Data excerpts
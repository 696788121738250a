//! Book cache: LRU + TTL storage with waiter-based `get_book` wait discipline
//! (SPEC_FULL.md §4.1).
//!
//! Grounded on the teacher's `scrapers/polymarket_book_store.rs` (`BookStore`,
//! the watch-channel waiter pattern, the periodic stale sweep), generalized
//! from an `f64`-priced book to the `Amount`/`PriceMicros` model and
//! restated per the §9 "callback-emitter coupling" note: the cache exposes
//! `ensure_subscribed`/`mark_unsubscribed` plus a command channel, rather
//! than calling into the WS client directly.

use crate::model::Book;
use parking_lot::Mutex;
use std::collections::HashMap;
use std::sync::Arc;
use tokio::sync::{mpsc, oneshot};
use tokio::time::Duration;
use tracing::debug;

#[derive(Debug, Clone, Copy)]
pub struct BookCacheConfig {
    pub max_active_books: usize,
    pub book_ttl_ms: i64,
    pub sweep_interval_ms: u64,
    pub default_freshness_ms: i64,
}

impl Default for BookCacheConfig {
    fn default() -> Self {
        BookCacheConfig {
            max_active_books: 200,
            book_ttl_ms: 10 * 60 * 1000,
            sweep_interval_ms: 30_000,
            default_freshness_ms: 2_000,
        }
    }
}

/// Emitted to the WS client when the cache wants a subscription change.
#[derive(Debug, Clone, PartialEq, Eq)]
pub enum SubscriptionCommand {
    Subscribe(String),
    Unsubscribe(String),
}

struct Waiter {
    freshness_ms: i64,
    sender: oneshot::Sender<Book>,
}

struct TokenBookState {
    book: Book,
    last_touched_ms: i64,
    waiters: Vec<Waiter>,
}

struct CacheInner {
    entries: HashMap<String, TokenBookState>,
}

pub struct BookLookup {
    pub book: Option<Book>,
    pub stale: bool,
}

pub struct BookCache {
    config: BookCacheConfig,
    inner: Mutex<CacheInner>,
    commands: mpsc::UnboundedSender<SubscriptionCommand>,
}

pub fn now_ms() -> i64 {
    chrono::Utc::now().timestamp_millis()
}

impl BookCache {
    /// Returns the cache and the receiver end of its subscription-command
    /// channel; exactly one consumer (the WS client) should drain it.
    pub fn new(config: BookCacheConfig) -> (Arc<Self>, mpsc::UnboundedReceiver<SubscriptionCommand>) {
        let (tx, rx) = mpsc::unbounded_channel();
        let cache = Arc::new(BookCache {
            config,
            inner: Mutex::new(CacheInner { entries: HashMap::new() }),
            commands: tx,
        });
        (cache, rx)
    }

    fn ensure_entry<'a>(&self, inner: &'a mut CacheInner, token_id: &str, now: i64) -> &'a mut TokenBookState {
        if !inner.entries.contains_key(token_id) {
            inner.entries.insert(
                token_id.to_string(),
                TokenBookState {
                    book: Book::placeholder(token_id),
                    last_touched_ms: now,
                    waiters: Vec::new(),
                },
            );
            let _ = self.commands.send(SubscriptionCommand::Subscribe(token_id.to_string()));
        }
        inner.entries.get_mut(token_id).unwrap()
    }

    pub fn ensure_subscribed(&self, token_id: &str) {
        let now = now_ms();
        let mut inner = self.inner.lock();
        self.ensure_entry(&mut inner, token_id, now);
    }

    /// Implements the §4.1 "Wait discipline": returns immediately if fresh,
    /// otherwise subscribes and waits up to `wait_ms` for a fresh update.
    pub async fn get_book(&self, token_id: &str, freshness_ms: i64, wait_ms: u64) -> BookLookup {
        let now = now_ms();
        let receiver = {
            let mut inner = self.inner.lock();
            let entry = self.ensure_entry(&mut inner, token_id, now);
            entry.last_touched_ms = now;
            if entry.book.is_fresh(now, freshness_ms) {
                return BookLookup { book: Some(entry.book.clone()), stale: false };
            }
            let (tx, rx) = oneshot::channel();
            entry.waiters.push(Waiter { freshness_ms, sender: tx });
            rx
        };

        match tokio::time::timeout(Duration::from_millis(wait_ms), receiver).await {
            Ok(Ok(book)) => BookLookup { book: Some(book), stale: false },
            _ => {
                let inner = self.inner.lock();
                match inner.entries.get(token_id) {
                    Some(entry) => {
                        let stale = !entry.book.is_fresh(now_ms(), freshness_ms);
                        let book = if entry.book.updated_at_ms > 0 { Some(entry.book.clone()) } else { None };
                        BookLookup { book, stale }
                    }
                    None => BookLookup { book: None, stale: true },
                }
            }
        }
    }

    /// Applies a freshly-rebuilt book, resolving every waiter whose
    /// freshness threshold the update satisfies.
    pub fn update(&self, book: Book) {
        let now = now_ms();
        let mut inner = self.inner.lock();
        let entry = inner.entries.entry(book.token_id.clone()).or_insert_with(|| TokenBookState {
            book: Book::placeholder(&book.token_id),
            last_touched_ms: now,
            waiters: Vec::new(),
        });
        entry.book = book.clone();
        entry.last_touched_ms = now;

        let mut remaining = Vec::with_capacity(entry.waiters.len());
        for waiter in entry.waiters.drain(..) {
            if book.is_fresh(now, waiter.freshness_ms) {
                let _ = waiter.sender.send(book.clone());
            } else {
                remaining.push(waiter);
            }
        }
        entry.waiters = remaining;
    }

    /// Periodic TTL sweep + LRU eviction, driven by a background task on
    /// `config.sweep_interval_ms`.
    pub fn sweep(&self) {
        let now = now_ms();
        let mut inner = self.inner.lock();

        let stale: Vec<String> = inner
            .entries
            .iter()
            .filter(|(_, s)| now - s.last_touched_ms > self.config.book_ttl_ms)
            .map(|(k, _)| k.clone())
            .collect();
        for token_id in &stale {
            inner.entries.remove(token_id);
            let _ = self.commands.send(SubscriptionCommand::Unsubscribe(token_id.clone()));
            debug!(token_id, "book cache: TTL-evicted");
        }

        if inner.entries.len() > self.config.max_active_books {
            let mut by_age: Vec<(String, i64)> =
                inner.entries.iter().map(|(k, s)| (k.clone(), s.last_touched_ms)).collect();
            by_age.sort_by_key(|(_, t)| *t);
            let overflow = inner.entries.len() - self.config.max_active_books;
            for (token_id, _) in by_age.into_iter().take(overflow) {
                inner.entries.remove(&token_id);
                let _ = self.commands.send(SubscriptionCommand::Unsubscribe(token_id.clone()));
                debug!(token_id, "book cache: LRU-evicted");
            }
        }
    }

    pub fn active_token_count(&self) -> usize {
        self.inner.lock().entries.len()
    }

    pub async fn run_sweeper(self: Arc<Self>) {
        let mut interval = tokio::time::interval(Duration::from_millis(self.config.sweep_interval_ms));
        loop {
            interval.tick().await;
            self.sweep();
        }
    }

    /// Force-unsubscribe everything the cache currently holds, per the
    /// shutdown contract in SPEC_FULL §5.
    pub fn shutdown(&self) {
        let mut inner = self.inner.lock();
        for token_id in inner.entries.keys() {
            let _ = self.commands.send(SubscriptionCommand::Unsubscribe(token_id.clone()));
        }
        inner.entries.clear();
    }
}

#[cfg(test)]
mod tests {
    use super::*;
    use crate::model::{BookSource, PriceLevel};

    fn book(token_id: &str, bid: i64, ask: i64, updated_at_ms: i64) -> Book {
        Book {
            token_id: token_id.to_string(),
            bids: vec![PriceLevel { price_micros: bid, size_micros: crate::model::Amount::from_i64(1) }],
            asks: vec![PriceLevel { price_micros: ask, size_micros: crate::model::Amount::from_i64(1) }],
            best_bid_micros: bid,
            best_ask_micros: ask,
            mid_price_micros: (bid + ask) / 2,
            spread_micros: ask - bid,
            updated_at_ms,
            source: BookSource::Ws,
        }
    }

    #[tokio::test]
    async fn get_book_returns_immediately_when_fresh() {
        let (cache, _rx) = BookCache::new(BookCacheConfig::default());
        cache.update(book("tok", 490_000, 510_000, now_ms()));
        let lookup = cache.get_book("tok", 2_000, 500).await;
        assert!(!lookup.stale);
        assert!(lookup.book.is_some());
    }

    #[tokio::test]
    async fn get_book_subscribes_and_times_out_on_unknown_token() {
        let (cache, mut rx) = BookCache::new(BookCacheConfig::default());
        let lookup = cache.get_book("unknown", 2_000, 50).await;
        assert!(lookup.book.is_none());
        assert!(lookup.stale);
        assert_eq!(rx.try_recv().unwrap(), SubscriptionCommand::Subscribe("unknown".to_string()));
    }

    #[tokio::test]
    async fn get_book_waiter_resolves_on_update() {
        let (cache, _rx) = BookCache::new(BookCacheConfig::default());
        let cache2 = cache.clone();
        let waiter = tokio::spawn(async move { cache2.get_book("tok", 2_000, 1_000).await });
        tokio::time::sleep(Duration::from_millis(20)).await;
        cache.update(book("tok", 490_000, 510_000, now_ms()));
        let lookup = waiter.await.unwrap();
        assert!(!lookup.stale);
        assert!(lookup.book.is_some());
    }

    #[test]
    fn sweep_evicts_ttl_expired_entries_and_unsubscribes() {
        let config = BookCacheConfig { book_ttl_ms: 10, ..BookCacheConfig::default() };
        let (cache, mut rx) = BookCache::new(config);
        cache.update(book("tok", 490_000, 510_000, now_ms() - 1_000));
        cache.sweep();
        assert_eq!(cache.active_token_count(), 0);
        let mut saw_unsub = false;
        while let Ok(cmd) = rx.try_recv() {
            if cmd == SubscriptionCommand::Unsubscribe("tok".to_string()) {
                saw_unsub = true;
            }
        }
        assert!(saw_unsub);
    }
}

■ Work to be completed
Please report every line among the entries that includes "struct".

■ Result
pub struct BookCacheConfig {
struct Waiter {
struct TokenBookState {
struct CacheInner {
pub struct BookLookup {
pub struct BookCache {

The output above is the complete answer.